My experience with upgrade cards is not good.  I installed an OWC Mercury accelerator (1.3 GHz) in my Quicksilver 2000 (800 MHz).  It went bad (heat?) in less than a year, but it took me a long time to figure out that it was the processor and not something else like memory or font corruption.  I was getting symptoms like strange font substitutions, seemingly at random, and in bright green colors.  Then, freezes, and HD corruptions.  MacSales sent me a replacement accelerator, and it worked fine for more than a year, but, then it was deja vu all over again, only this time I did not get the bizarre font corruptions to tip me off...well, not at first, anyway.
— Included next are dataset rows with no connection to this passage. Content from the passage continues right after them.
pub mod admin;
pub mod media;
pub mod overrides;
pub mod site_structure;

use axum::{
    http::{header, StatusCode},
    middleware,
    response::IntoResponse,
    routing::{delete, get},
    Json, Router,
};
use tower_http::{
    cors::CorsLayer,
    trace::{DefaultMakeSpan, DefaultOnFailure, DefaultOnRequest, DefaultOnResponse, TraceLayer},
};
use tracing::Level;
use utoipa::OpenApi;

use common::types::Health;

use crate::errors::JsonApiError;
use crate::openapi::ApiDoc;
use crate::state::ServerState;

#[utoipa::path(get, path = "/health", tag = "health", responses((status = 200, description = "OK", body = crate::openapi::HealthResponse)))]
pub async fn health() -> Json<Health> {
    Json(Health { status: "ok", version: env!("CARGO_PKG_VERSION") })
}

pub async fn metrics() -> Result<impl IntoResponse, JsonApiError> {
    let body = service::observability::encode_metrics().map_err(|e| {
        JsonApiError::new(StatusCode::INTERNAL_SERVER_ERROR, "Metrics Unavailable", Some(e))
    })?;
    Ok(([(header::CONTENT_TYPE, "text/plain; version=0.0.4")], body))
}

pub async fn openapi_json() -> Json<utoipa::openapi::OpenApi> {
    Json(ApiDoc::openapi())
}

/// Public media routes, key-protected admin routes, tracing and CORS.
pub fn build_router(state: ServerState, cors: CorsLayer) -> Router {
    let public = Router::new()
        .route("/health", get(health))
        .route("/metrics", get(metrics))
        .route("/api-docs/openapi.json", get(openapi_json))
        .route("/api/media/resolve", get(media::resolve_one).post(media::resolve_batch))
        .route("/api/media/url", get(media::delivery_url))
        .route("/api/media/srcset", get(media::srcset))
        .route("/api/media/poster", get(media::poster))
        .route("/api/media/site-structure", get(site_structure::get_site_structure));

    let admin_routes = Router::new()
        .route(
            "/admin/media/overrides",
            get(overrides::list_overrides)
                .put(overrides::upsert_override)
                .delete(overrides::delete_override),
        )
        .route("/admin/api-keys", get(admin::list_api_keys).post(admin::set_api_key))
        .route("/admin/api-keys/:label", delete(admin::delete_api_key))
        .route_layer(middleware::from_fn_with_state(state.clone(), admin::require_api_key));

    public
        .merge(admin_routes)
        .with_state(state)
        .layer(cors)
        .layer(
            TraceLayer::new_for_http()
                .make_span_with(DefaultMakeSpan::new().level(Level::INFO).include_headers(false))
                .on_request(DefaultOnRequest::new().level(Level::INFO))
                .on_response(DefaultOnResponse::new().level(Level::INFO).include_headers(false))
                .on_failure(DefaultOnFailure::new().level(Level::ERROR)),
        )
}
But, it did corrupt my HD once again.  Also, I had installed a beefed-up video card, and that added more heat, and was adjacent to the heat sink of the accelerator's CPU.  So, the QS 2000 is back to its original state (original CPU and video card) and runs perfectly now. 

I also installed a SATA controller card and a 250 GB SATA HD, and they seem to run well with no problem.  Previously, I had installed a second HD right under the original HD, and I think that the two together generated too much heat for the cooling fans inside the box.  The SATA HD is mounted in the front of the box, away from the IDE/ATA drive.  So, heat is no issue.
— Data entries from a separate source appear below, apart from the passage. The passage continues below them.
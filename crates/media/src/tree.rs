//! Site-structure tree built from a flat list of public ids.

use std::collections::BTreeMap;

use serde::{Deserialize, Serialize};

use crate::kind::ResourceType;

/// One uploaded asset as reported by a listing.
#[derive(Debug, Clone, PartialEq, Eq, Serialize, Deserialize)]
pub struct AssetEntry {
    pub public_id: String,
    #[serde(default)]
    pub resource_type: ResourceType,
    #[serde(default)]
    pub format: Option<String>,
    #[serde(default)]
    pub bytes: Option<u64>,
    #[serde(default)]
    pub width: Option<u32>,
    #[serde(default)]
    pub height: Option<u32>,
}

impl AssetEntry {
    pub fn new(public_id: impl Into<String>, resource_type: ResourceType) -> Self {
        Self { public_id: public_id.into(), resource_type, format: None, bytes: None, width: None, height: None }
    }
}

#[derive(Debug, Clone, PartialEq, Eq, Serialize)]
pub struct AssetLeaf {
    pub name: String,
    pub public_id: String,
    pub resource_type: ResourceType,
    #[serde(skip_serializing_if = "Option::is_none")]
    pub format: Option<String>,
    #[serde(skip_serializing_if = "Option::is_none")]
    pub bytes: Option<u64>,
    #[serde(skip_serializing_if = "Option::is_none")]
    pub width: Option<u32>,
    #[serde(skip_serializing_if = "Option::is_none")]
    pub height: Option<u32>,
}

#[derive(Debug, Clone, PartialEq, Eq, Serialize)]
pub struct SiteNode {
    pub name: String,
    /// Full folder path, e.g. `website/pages/services`.
    pub path: String,
    pub folders: Vec<SiteNode>,
    pub assets: Vec<AssetLeaf>,
    /// Assets in this folder and every sub-folder.
    pub asset_count: usize,
}

impl SiteNode {
    /// Sub-folder by path relative to this node (`pages/services`).
    pub fn find(&self, relative: &str) -> Option<&SiteNode> {
        relative
            .split('/')
            .filter(|s| !s.is_empty())
            .try_fold(self, |node, name| node.folders.iter().find(|f| f.name == name))
    }
}

#[derive(Debug, Clone, PartialEq, Eq, Serialize)]
pub struct SiteTree {
    pub root: SiteNode,
    pub total_assets: usize,
    /// Entries outside the root folder.
    pub skipped: usize,
}

#[derive(Default)]
struct FolderBuilder {
    folders: BTreeMap<String, FolderBuilder>,
    assets: BTreeMap<String, AssetLeaf>,
}

impl FolderBuilder {
    fn insert(&mut self, segments: &[&str], entry: &AssetEntry) {
        match segments {
            [] => {}
            [name] => {
                self.assets.entry((*name).to_string()).or_insert_with(|| AssetLeaf {
                    name: (*name).to_string(),
                    public_id: entry.public_id.clone(),
                    resource_type: entry.resource_type,
                    format: entry.format.clone(),
                    bytes: entry.bytes,
                    width: entry.width,
                    height: entry.height,
                });
            }
            [folder, rest @ ..] => {
                self.folders.entry((*folder).to_string()).or_default().insert(rest, entry);
            }
        }
    }

    fn finish(self, name: String, path: String) -> SiteNode {
        let folders: Vec<SiteNode> = self
            .folders
            .into_iter()
            .map(|(child, builder)| {
                let child_path = format!("{path}/{child}");
                builder.finish(child, child_path)
            })
            .collect();
        let assets: Vec<AssetLeaf> = self.assets.into_values().collect();
        let asset_count = assets.len() + folders.iter().map(|f| f.asset_count).sum::<usize>();
        SiteNode { name, path, folders, assets, asset_count }
    }
}

impl SiteTree {
    pub fn build<'a, I>(root: &str, assets: I) -> SiteTree
    where
        I: IntoIterator<Item = &'a AssetEntry>,
    {
        let root = root.trim_matches('/');
        let prefix = format!("{root}/");
        let mut builder = FolderBuilder::default();
        let mut skipped = 0;

        for entry in assets {
            let Some(relative) = entry.public_id.strip_prefix(&prefix) else {
                skipped += 1;
                continue;
            };
            let segments: Vec<&str> = relative.split('/').filter(|s| !s.is_empty()).collect();
            if segments.is_empty() {
                skipped += 1;
                continue;
            }
            builder.insert(&segments, entry);
        }

        let root_node = builder.finish(root.to_string(), root.to_string());
        SiteTree { total_assets: root_node.asset_count, root: root_node, skipped }
    }
}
Also, at some point, Apple's cheaply made main cooling fan went bad (made quite a racket as the fan hub which was press-fit onto the motor's rotor cracked, and the blades scraped up against the housing).  So, I replaced it with a fan mounted on ball bearings from Radio Shack.  A bit louder, perhaps, but it is beefier and sure does the job. 

I guess what I am trying to get across here is that a lot of heat is generated inside the Quicksilver case, big and roomy as it seems.  But, the cooling arrangement is less than adequate for add-on components, especially if they are, themselves heat generators.  Personally, I would never again add heat-generating mods to a Mac.  I now have an Intel core duo iMac, and it is not user-accessible inside, so I wouldn't even have that option, at least until the Apple warranty runs out and I learn how to crack the casing/shell (the first-generation G5 iMacs WERE user-accessible).

An interesting sidelight: I advertised the Quicksilver on the local craigslist pages, and immediately got two expressions of interest.  Both were bogus scammers (one called himself johnathan_doe!).  But, no legitimate hits!

--Steve

At 3:46 PM +0000 8/20/06, nagable at comcast.net wrote:
>I'd like to hear from others who got the Sonnet 1.8 GHz dual processor upgrade.  It required a firmware upgrade before installation, and for that you had to boot into OS 9.  Now I'm wondering if the firmware upgrade was only required on the older G4s (mine is Quicksilver 2002).